··· DATA TO EXAMINE

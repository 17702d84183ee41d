use crate::sse::server_sent_event::{EventBuffer, ServerSentEvent};
use futures::StreamExt;
use reqwest::{Client, StatusCode};
use serde::de::DeserializeOwned;
use std::fmt::Debug;
use std::time::Duration;
use thiserror::Error;
use tokio::sync::mpsc::Sender;
use tokio::time::timeout;
use tokio_retry::RetryIf;
use tokio_retry::strategy::{ExponentialBackoff, jitter};
use tracing::{debug, error, info, instrument, warn};

#[derive(Debug, Clone)]
pub struct Config {
    pub url: String,
    pub query: Vec<(String, String)>,
    pub retry_ms: u64,
    pub retry_max_delay: Duration,
    pub stale_connection_timeout: Duration,
    /// Events after which the server keeps nothing worth reading on the connection. They are still forwarded.
    pub closing_events: Vec<String>,
}

/// Keeps an SSE connection open, reconnecting with backoff until the receiving side goes away.
#[instrument(skip_all, fields(url = %config.url))]
pub async fn listen<T>(tx: Sender<ServerSentEvent<T>>, client: &Client, config: &Config) -> Result<(), SseError>
where
    T: DeserializeOwned + Debug + 'static,
{
    let strategy = ExponentialBackoff::from_millis(config.retry_ms)
        .factor(2)
        .max_delay(config.retry_max_delay)
        .map(jitter);

    info!("Connecting to SSE stream {}...", config.url);
    RetryIf::spawn(
        strategy,
        || async {
            match connect_sse_stream::<T>(&tx, client, config).await {
                Ok(_) => {
                    info!("✅ SSE stream ended gracefully. Restarting...");
                    Err(SseError::Closed)
                }
                Err(SseError::ReceiverDropped) => Err(SseError::ReceiverDropped),
                Err(e) => {
                    warn!("⚠️ SSE error: {}. Retrying...", e);
                    Err(e)
                }
            }
        },
        |e: &SseError| !matches!(e, SseError::ReceiverDropped),
    )
    .await
}

async fn connect_sse_stream<T>(tx: &Sender<ServerSentEvent<T>>, client: &Client, config: &Config) -> Result<(), SseError>
where
    T: DeserializeOwned + Debug + 'static,
{
    let response = client
        .get(&config.url)
        .query(&config.query)
        .header("Accept", "text/event-stream")
        .send()
        .await?
        .error_for_status()?;

    if response.status() == StatusCode::OK {
        info!(status = %response.status(), "Connecting to SSE stream {}... OK", config.url);
    }

    let mut stream = response.bytes_stream();
    let mut buffer = EventBuffer::default();
    loop {
        let event = timeout(config.stale_connection_timeout, stream.next()).await;
        match event {
            Ok(Some(Ok(chunk))) => {
                for block in buffer.push(&chunk) {
                    let event = ServerSentEvent::<T>::from_str(&block)?;
                    debug!(event = block.trim(), "🔸 Received event: {:?}", event.event);
                    let closing = event.event.clone().filter(|name| config.closing_events.contains(name));
                    tx.send(event).await.map_err(|_| SseError::ReceiverDropped)?;

                    if let Some(name) = closing {
                        warn!("🔴 SSE stream closed by a '{}' event", name);
                        return Err(SseError::ClosedBy(name));
                    }
                }
            }
            Ok(Some(Err(e))) => {
                error!("❌ SSE stream error: {}", e);
                return Err(e.into());
            }
            Ok(None) => {
                warn!("🔴 SSE stream ended");
                return Err(SseError::Closed);
            }
            Err(_) => {
                warn!("⏳ No data for {} seconds. Reconnecting...", config.stale_connection_timeout.as_secs());
                return Err(SseError::Stale(config.stale_connection_timeout));
            }
        }
    }
}

#[derive(Error, Debug)]
pub enum SseError {
    #[error("request error: {0}")]
    Request(#[from] reqwest::Error),
    #[error("invalid event data: {0}")]
    InvalidEvent(#[from] serde_json::Error),
    #[error("stream closed")]
    Closed,
    #[error("stream closed by a '{0}' event")]
    ClosedBy(String),
    #[error("no data received for {0:?}")]
    Stale(Duration),
    #[error("event receiver dropped")]
    ReceiverDropped,
}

······

**EXERCISE DESCRIPTION**
Each line above that has "async" adds one to the count; say the final count with no other text.

**EXPECTED ANSWER**
3